> _Exercise details_:
Find each line below where the word "Hello" occurs, and copy it.

> _Information given_:
Start of Block

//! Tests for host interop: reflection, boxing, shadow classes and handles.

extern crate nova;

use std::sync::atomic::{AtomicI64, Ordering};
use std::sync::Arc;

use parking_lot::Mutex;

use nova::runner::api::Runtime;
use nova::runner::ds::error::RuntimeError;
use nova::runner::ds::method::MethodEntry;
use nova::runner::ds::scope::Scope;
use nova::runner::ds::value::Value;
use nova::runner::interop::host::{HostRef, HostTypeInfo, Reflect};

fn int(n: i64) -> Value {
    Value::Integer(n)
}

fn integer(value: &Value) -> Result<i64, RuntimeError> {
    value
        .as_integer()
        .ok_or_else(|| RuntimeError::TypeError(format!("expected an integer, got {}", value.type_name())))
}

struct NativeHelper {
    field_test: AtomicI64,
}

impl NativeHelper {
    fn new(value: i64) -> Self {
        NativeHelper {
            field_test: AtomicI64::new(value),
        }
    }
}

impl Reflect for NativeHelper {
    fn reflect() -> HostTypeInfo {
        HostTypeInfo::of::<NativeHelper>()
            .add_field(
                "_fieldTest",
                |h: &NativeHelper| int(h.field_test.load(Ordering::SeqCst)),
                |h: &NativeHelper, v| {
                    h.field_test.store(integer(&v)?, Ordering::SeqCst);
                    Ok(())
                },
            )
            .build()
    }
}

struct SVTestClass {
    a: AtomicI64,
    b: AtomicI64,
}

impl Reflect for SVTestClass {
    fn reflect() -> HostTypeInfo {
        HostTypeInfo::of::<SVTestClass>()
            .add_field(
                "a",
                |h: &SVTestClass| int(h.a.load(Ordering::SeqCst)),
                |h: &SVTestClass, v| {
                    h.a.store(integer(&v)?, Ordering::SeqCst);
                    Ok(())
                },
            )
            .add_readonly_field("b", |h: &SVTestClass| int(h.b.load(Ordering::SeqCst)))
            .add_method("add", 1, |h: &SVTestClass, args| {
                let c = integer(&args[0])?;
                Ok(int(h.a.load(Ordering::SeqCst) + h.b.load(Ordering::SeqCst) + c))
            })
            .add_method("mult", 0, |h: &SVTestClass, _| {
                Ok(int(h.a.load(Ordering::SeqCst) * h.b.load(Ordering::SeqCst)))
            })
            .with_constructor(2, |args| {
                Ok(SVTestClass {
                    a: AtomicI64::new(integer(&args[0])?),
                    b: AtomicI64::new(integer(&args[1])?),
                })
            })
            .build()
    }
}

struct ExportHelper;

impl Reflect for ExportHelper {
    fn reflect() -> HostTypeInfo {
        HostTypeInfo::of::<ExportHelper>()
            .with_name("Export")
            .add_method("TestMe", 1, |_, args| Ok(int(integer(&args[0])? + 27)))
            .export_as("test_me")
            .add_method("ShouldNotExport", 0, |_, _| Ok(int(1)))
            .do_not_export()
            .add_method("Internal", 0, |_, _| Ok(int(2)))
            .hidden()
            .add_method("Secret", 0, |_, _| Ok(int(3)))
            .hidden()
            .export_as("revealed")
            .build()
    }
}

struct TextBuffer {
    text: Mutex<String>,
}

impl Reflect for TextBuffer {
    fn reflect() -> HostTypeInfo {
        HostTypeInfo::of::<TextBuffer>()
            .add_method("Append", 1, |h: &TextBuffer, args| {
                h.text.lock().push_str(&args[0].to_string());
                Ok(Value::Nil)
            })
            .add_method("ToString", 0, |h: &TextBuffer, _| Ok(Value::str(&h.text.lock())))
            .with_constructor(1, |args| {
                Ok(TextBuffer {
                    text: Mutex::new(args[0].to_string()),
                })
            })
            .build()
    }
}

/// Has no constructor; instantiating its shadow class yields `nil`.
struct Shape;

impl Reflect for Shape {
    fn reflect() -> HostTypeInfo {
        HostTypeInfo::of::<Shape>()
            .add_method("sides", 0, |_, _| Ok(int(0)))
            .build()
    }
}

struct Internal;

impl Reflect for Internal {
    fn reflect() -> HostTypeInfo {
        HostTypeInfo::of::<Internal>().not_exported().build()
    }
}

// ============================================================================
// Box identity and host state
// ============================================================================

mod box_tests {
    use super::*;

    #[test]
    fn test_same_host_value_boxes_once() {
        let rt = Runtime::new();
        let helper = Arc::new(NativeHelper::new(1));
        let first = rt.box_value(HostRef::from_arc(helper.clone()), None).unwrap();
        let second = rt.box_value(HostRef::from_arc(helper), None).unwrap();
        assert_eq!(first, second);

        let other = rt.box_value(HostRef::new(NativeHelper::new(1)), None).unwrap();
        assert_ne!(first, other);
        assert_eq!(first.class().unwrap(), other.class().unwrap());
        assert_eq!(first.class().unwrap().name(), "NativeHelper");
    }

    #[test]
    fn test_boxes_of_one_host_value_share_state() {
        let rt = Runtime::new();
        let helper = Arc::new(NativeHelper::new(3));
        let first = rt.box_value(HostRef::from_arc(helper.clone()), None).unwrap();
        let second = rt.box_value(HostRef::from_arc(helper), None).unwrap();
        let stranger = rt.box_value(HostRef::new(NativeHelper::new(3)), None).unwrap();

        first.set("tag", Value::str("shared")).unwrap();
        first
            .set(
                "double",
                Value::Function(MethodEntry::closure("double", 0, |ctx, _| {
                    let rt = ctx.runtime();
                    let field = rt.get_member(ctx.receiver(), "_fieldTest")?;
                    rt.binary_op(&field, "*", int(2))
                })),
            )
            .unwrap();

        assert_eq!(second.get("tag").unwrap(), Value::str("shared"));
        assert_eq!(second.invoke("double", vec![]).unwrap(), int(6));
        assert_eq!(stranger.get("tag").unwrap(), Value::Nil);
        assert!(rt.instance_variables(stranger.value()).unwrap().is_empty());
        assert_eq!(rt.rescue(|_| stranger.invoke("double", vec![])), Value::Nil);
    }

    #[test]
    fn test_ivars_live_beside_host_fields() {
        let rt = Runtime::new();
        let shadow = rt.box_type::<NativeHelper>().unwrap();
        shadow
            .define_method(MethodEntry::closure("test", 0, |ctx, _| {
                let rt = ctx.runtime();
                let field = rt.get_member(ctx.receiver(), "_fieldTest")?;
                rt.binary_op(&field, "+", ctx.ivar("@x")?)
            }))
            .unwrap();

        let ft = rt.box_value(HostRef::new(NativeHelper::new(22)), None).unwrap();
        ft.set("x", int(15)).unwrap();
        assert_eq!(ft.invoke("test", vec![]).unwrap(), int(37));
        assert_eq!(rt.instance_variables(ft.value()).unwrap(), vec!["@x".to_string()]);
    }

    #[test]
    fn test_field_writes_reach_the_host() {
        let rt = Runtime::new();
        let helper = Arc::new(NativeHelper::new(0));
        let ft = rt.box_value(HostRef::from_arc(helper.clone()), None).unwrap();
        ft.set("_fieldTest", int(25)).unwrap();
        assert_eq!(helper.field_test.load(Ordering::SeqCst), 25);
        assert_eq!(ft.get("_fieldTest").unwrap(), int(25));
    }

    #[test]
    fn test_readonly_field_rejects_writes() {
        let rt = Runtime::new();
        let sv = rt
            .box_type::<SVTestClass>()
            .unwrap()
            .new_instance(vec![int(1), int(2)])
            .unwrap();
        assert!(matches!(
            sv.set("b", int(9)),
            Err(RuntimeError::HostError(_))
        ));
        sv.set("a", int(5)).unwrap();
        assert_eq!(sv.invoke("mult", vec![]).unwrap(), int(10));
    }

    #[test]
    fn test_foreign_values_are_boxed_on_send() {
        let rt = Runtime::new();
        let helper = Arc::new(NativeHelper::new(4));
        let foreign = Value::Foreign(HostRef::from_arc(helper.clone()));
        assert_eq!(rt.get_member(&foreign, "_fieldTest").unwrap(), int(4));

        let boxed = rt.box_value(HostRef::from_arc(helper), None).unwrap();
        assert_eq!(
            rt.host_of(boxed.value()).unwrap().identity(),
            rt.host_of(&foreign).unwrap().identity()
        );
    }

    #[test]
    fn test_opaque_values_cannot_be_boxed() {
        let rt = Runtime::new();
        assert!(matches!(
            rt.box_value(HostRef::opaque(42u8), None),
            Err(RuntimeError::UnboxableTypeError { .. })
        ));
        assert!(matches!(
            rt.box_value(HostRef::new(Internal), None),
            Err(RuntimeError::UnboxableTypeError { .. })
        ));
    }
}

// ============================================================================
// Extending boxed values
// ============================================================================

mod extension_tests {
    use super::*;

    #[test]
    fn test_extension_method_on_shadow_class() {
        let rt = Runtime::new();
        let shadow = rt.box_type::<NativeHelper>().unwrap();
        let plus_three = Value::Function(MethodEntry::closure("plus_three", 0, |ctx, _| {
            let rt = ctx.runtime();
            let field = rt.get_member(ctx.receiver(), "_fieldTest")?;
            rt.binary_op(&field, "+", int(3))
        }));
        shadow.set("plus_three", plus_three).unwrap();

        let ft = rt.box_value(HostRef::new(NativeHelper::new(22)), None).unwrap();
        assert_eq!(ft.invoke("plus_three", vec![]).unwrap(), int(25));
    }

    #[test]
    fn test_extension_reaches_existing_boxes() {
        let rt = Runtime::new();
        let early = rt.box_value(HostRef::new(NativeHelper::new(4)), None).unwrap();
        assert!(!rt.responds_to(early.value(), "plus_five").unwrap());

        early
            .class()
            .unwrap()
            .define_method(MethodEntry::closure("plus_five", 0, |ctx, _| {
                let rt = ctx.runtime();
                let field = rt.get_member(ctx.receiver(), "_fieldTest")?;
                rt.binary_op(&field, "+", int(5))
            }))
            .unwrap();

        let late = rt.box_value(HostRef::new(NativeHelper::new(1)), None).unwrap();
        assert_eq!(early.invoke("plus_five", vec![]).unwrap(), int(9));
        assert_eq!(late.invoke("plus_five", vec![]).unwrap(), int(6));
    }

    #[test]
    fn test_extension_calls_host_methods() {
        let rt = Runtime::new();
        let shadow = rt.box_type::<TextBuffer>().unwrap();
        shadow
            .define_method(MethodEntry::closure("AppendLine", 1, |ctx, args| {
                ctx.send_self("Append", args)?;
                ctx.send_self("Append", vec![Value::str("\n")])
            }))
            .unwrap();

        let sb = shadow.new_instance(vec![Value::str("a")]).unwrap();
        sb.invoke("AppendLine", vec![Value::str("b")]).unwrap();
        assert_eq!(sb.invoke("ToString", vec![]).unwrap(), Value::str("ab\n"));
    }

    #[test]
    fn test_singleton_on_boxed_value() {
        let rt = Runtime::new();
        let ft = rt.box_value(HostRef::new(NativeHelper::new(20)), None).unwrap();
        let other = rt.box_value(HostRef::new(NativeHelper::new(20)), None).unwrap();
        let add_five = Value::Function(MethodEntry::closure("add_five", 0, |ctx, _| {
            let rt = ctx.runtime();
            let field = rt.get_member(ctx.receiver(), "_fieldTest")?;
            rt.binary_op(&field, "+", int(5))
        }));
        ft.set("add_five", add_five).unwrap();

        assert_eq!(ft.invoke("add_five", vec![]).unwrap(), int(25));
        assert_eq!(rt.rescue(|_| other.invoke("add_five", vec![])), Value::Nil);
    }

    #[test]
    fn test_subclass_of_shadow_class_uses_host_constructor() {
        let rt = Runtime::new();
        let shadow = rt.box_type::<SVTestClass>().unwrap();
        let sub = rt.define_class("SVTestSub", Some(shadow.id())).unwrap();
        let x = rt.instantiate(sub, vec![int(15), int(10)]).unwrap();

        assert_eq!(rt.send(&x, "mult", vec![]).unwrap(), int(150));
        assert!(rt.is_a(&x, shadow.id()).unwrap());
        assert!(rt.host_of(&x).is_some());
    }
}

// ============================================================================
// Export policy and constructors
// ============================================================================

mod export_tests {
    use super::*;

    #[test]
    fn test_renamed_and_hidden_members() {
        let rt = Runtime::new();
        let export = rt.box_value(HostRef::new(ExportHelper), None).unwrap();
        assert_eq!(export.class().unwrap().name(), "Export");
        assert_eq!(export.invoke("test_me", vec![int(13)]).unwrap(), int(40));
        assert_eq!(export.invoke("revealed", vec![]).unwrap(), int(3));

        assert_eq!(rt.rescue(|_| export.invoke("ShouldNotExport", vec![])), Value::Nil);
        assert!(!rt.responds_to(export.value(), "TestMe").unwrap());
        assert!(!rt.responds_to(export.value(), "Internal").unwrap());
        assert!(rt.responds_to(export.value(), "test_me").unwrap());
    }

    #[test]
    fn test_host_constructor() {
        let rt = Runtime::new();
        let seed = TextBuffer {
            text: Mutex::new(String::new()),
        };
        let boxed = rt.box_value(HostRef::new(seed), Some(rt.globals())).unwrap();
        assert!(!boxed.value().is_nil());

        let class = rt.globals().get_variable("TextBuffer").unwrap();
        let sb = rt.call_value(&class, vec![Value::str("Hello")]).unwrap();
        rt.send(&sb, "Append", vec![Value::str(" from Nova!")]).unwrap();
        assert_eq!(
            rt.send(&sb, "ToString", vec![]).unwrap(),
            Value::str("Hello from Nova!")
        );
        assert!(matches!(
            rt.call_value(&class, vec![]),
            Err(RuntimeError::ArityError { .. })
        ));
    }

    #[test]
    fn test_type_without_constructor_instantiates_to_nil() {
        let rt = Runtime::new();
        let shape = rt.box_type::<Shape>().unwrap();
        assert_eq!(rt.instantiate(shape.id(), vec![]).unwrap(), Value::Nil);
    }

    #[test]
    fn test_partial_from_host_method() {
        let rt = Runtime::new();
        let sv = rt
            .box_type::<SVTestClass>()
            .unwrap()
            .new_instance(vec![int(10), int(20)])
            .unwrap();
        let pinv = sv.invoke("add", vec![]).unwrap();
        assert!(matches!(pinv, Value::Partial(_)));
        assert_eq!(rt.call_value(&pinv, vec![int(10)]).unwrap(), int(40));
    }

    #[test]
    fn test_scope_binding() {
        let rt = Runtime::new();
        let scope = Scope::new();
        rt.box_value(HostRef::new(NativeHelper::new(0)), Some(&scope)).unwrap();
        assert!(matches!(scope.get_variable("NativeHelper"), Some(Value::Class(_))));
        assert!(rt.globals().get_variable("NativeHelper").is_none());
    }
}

End of Block

> _Exercise solution_:
        let sb = rt.call_value(&class, vec![Value::str("Hello")]).unwrap();
            Value::str("Hello from Nova!")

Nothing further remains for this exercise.